ITWASSOOTED: the US Embassy in La Paz has acted for decades as a virtual senior branch of the Bolivian government,

Saturday, January 07, 2006

the US Embassy in La Paz has acted for decades as a virtual senior branch of the Bolivian government,



Bolivia’s “socialist” president-elect Morales guarantees private property
By Bill Van Auken
4 January 2006



In the two weeks since his December 18 victory at the polls, Bolivia’s president-elect Evo Morales has combined verbal swipes at Washington and lightning visits to Cuba and Venezuela with solemn pledges at home to respect the private property of the transnational corporations and the Bolivian oligarchy.

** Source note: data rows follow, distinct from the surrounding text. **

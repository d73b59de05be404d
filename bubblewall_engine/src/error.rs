// Copyright 2026 the Bubblewall Authors
// SPDX-License-Identifier: Apache-2.0 OR MIT

//! Engine errors.

use std::error::Error;
use std::fmt;
use std::io;

use bubblewall_core::color::PaletteError;

/// Errors reported by an [`Engine`](crate::Engine).
#[derive(Debug)]
pub enum EngineError {
    /// The engine was shut down; the event was not delivered.
    Stopped,
    /// The host's bubble colors do not form a usable palette.
    Palette(PaletteError),
    /// The surface failed while presenting a frame.
    Surface(Box<dyn Error + Send + Sync>),
    /// The worker thread could not be started.
    Spawn(io::Error),
}

impl fmt::Display for EngineError {
    fn fmt(&self, f: &mut fmt::Formatter<'_>) -> fmt::Result {
        match self {
            Self::Stopped => write!(f, "engine is stopped"),
            Self::Palette(err) => write!(f, "invalid bubble palette: {err}"),
            Self::Surface(err) => write!(f, "surface error: {err}"),
            Self::Spawn(err) => write!(f, "failed to start worker thread: {err}"),
        }
    }
}

impl Error for EngineError {
    fn source(&self) -> Option<&(dyn Error + 'static)> {
        match self {
            Self::Stopped => None,
            Self::Palette(err) => Some(err),
            Self::Surface(err) => Some(&**err),
            Self::Spawn(err) => Some(err),
        }
    }
}

impl From<PaletteError> for EngineError {
    fn from(err: PaletteError) -> Self {
        Self::Palette(err)
    }
}
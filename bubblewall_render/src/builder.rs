// Copyright 2026 the Bubblewall Authors
// SPDX-License-Identifier: Apache-2.0 OR MIT

//! Frame building: bubble state in, [`Scene`] out.
//!
//! Each bubble contributes three items. Shadows for all bubbles come first,
//! then the fill and outline of every bubble:
//!
//! ```text
//!        p315 ●
//!            ╱ ╲
//!   center  ╱   ╲
//!          ╱     ╲
//!    p135 ●───────● corner = center + trunc(r) + shadow_offset
//! ```
//!
//! Rim points are truncated toward zero to whole pixels; the gradient runs
//! from the 315° rim point to the corner and mirrors past it.

use core::f64::consts::PI;

use bubblewall_core::background::BackgroundState;
use bubblewall_core::bubble::{Bubble, BubbleSet};
use bubblewall_core::color::Color;
use kurbo::{Circle, Point, Vec2};

use crate::scene::{
    Background, DrawItem, FilledCircle, LinearGradient, OutlineCircle, Scene, ShadowTriangle,
};

/// Fixed drawing parameters.
#[derive(Clone, Copy, Debug, PartialEq)]
pub struct SceneStyle {
    /// Stroke width of the bubble rim.
    pub outline_width: f64,
    /// How far the rim's center line sits inside the fill radius.
    pub outline_inset: f64,
    /// Smallest radius the rim is drawn at.
    pub min_outline_radius: f64,
    /// Offset of the shadow corner beyond the bubble's bounding box.
    pub shadow_offset: i32,
    /// Alpha of the shadow gradient's opaque end.
    pub shadow_alpha: u8,
    /// Alpha of the accent tint on a dark background.
    pub dark_tint_alpha: u8,
    /// Alpha of the accent tint on a light background.
    pub light_tint_alpha: u8,
}

impl SceneStyle {
    /// The stock wallpaper look.
    #[must_use]
    pub const fn new() -> Self {
        Self {
            outline_width: 30.0,
            outline_inset: 15.0,
            min_outline_radius: 1.0,
            shadow_offset: 50,
            shadow_alpha: 100,
            dark_tint_alpha: 50,
            light_tint_alpha: 90,
        }
    }
}

impl Default for SceneStyle {
    fn default() -> Self {
        Self::new()
    }
}

/// Builds scenes into a reusable buffer.
#[derive(Clone, Debug, Default)]
pub struct FrameBuilder {
    style: SceneStyle,
    scene: Scene,
}

impl FrameBuilder {
    /// Creates a builder with the given style.
    #[must_use]
    pub fn new(style: SceneStyle) -> Self {
        Self {
            style,
            scene: Scene::new(),
        }
    }

    /// The style scenes are built with.
    #[must_use]
    pub fn style(&self) -> &SceneStyle {
        &self.style
    }

    /// The most recently built scene.
    #[must_use]
    pub fn scene(&self) -> &Scene {
        &self.scene
    }

    /// Rebuilds the scene for the given state.
    pub fn build(
        &mut self,
        bubbles: &BubbleSet,
        background: &BackgroundState,
        accent: Color,
    ) -> &Scene {
        let style = &self.style;
        let scene = &mut self.scene;
        scene.clear();
        scene.background = background_for(style, background, accent);
        scene.items.reserve(bubbles.len() * 3);
        scene
            .items
            .extend(bubbles.iter().map(|b| DrawItem::Shadow(shadow_for(style, b))));
        for bubble in bubbles {
            let center = bubble.center();
            let radius = f64::from(bubble.current_radius);
            scene.items.push(DrawItem::Fill(FilledCircle {
                circle: Circle::new(center, radius),
                color: bubble.fill_color,
            }));
            scene.items.push(DrawItem::Outline(OutlineCircle {
                circle: Circle::new(
                    center,
                    (radius - style.outline_inset).max(style.min_outline_radius),
                ),
                color: bubble.outline_color,
                stroke_width: style.outline_width,
            }));
        }
        &self.scene
    }
}

/// Builds a standalone scene with the given style.
#[must_use]
pub fn build_frame(
    style: SceneStyle,
    bubbles: &BubbleSet,
    background: &BackgroundState,
    accent: Color,
) -> Scene {
    let mut builder = FrameBuilder::new(style);
    builder.build(bubbles, background, accent);
    builder.scene
}

fn background_for(style: &SceneStyle, background: &BackgroundState, accent: Color) -> Background {
    let level = 255.0 * background.brightness.clamp(0.0, 1.0) + 0.5;
    #[expect(
        clippy::cast_possible_truncation,
        reason = "level is in [0.5, 255.5] and the cast floors it"
    )]
    let level = level as u8;
    let tint_alpha = if background.theme.is_dark() {
        style.dark_tint_alpha
    } else {
        style.light_tint_alpha
    };
    Background {
        base: Color::grey(level),
        tint: accent.with_alpha(tint_alpha),
    }
}

fn shadow_for(style: &SceneStyle, bubble: &Bubble) -> ShadowTriangle {
    let center = bubble.center();
    let radius = f64::from(bubble.current_radius);
    let rim = |angle: f64| -> Point { (center + Vec2::from_angle(angle) * radius).trunc() };
    let upper = rim(PI * 1.75);
    let lower = rim(PI * 0.75);
    #[expect(
        clippy::cast_possible_truncation,
        reason = "radii are far below i32::MAX and the cast truncates toward zero"
    )]
    let reach = bubble.current_radius as i32 + style.shadow_offset;
    let corner = Point::new(f64::from(bubble.x + reach), f64::from(bubble.y + reach));
    ShadowTriangle {
        vertices: [upper, lower, corner],
        gradient: LinearGradient {
            start: upper,
            end: corner,
            start_color: bubble.outline_color.with_alpha(style.shadow_alpha),
            end_color: Color::TRANSPARENT,
        },
    }
}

Winning 54 percent of the vote as the candidate of the Movement towards Socialism, or MAS, he is the first politician in modern Bolivian history to be elected with an absolute majority of the ballots cast. He will also be the first Amerindian to occupy the presidential palace in a country in which 85 percent of the population is descended from the indigenous population.

Morales’s victory has been proclaimed by much of the international left to be a historic victory for Bolivian working people and the oppressed, while in Washington, the Bush administration openly opposed the MAS leader’s rise to power and has hinted darkly that the Bolivian election results are the product of Cuban or Venezuelan subversion.

Events in Bolivia itself in the wake of the vote suggest that, Morales’s left populist rhetoric and US hostility notwithstanding, his rise to power will only further a last-ditch effort by the country’s ruling elite to rescue itself from revolutionary upheavals.

While Morales will not be inaugurated until January 22, in the aftermath of the election he launched a whirlwind international tour that took him first to Cuba and then to Venezuela. A spokesman for the president-elect said that Bolivia aimed to forge an “axis of good” with these two countries—a clear reference to the Bush administration’s attempts to demonize the governments of Fidel Castro and Hugo Chavez.

“We join in the task of Fidel in Cuba and Hugo in Venezuela to respond to the needs of the national majorities,” Morales said in Caracas Tuesday. “These are new times. This millennium will be for the peoples, not for the empire.”

In Cuba, which the president-elect visited on December 30, Morales declared that if the US “wants bilateral diplomatic and commercial relations, it will have them, but without submission, without subordination, without conditions, without blackmail.” He dismissed the threat of a military coup on the grounds that the Bolivian people had decided on a change “by means of democracy.” He added, “Before thinking about a coup, the government of the United States would do better to think about withdrawing its troops from Iraq and finishing with the military bases in South America.”

Morales noted that he had “never had good relations with the US.” He came into politics in the 1990s as the leaders of the coca growers’ protests against the US-backed coca-eradication campaign launched by the government of Bolivia’s former military dictator Hugo Banzer. During that period, many former miners, who lost their jobs in the wave of privatizations and mass layoffs that swept the country, had turned to cultivating the plant as a means of survival.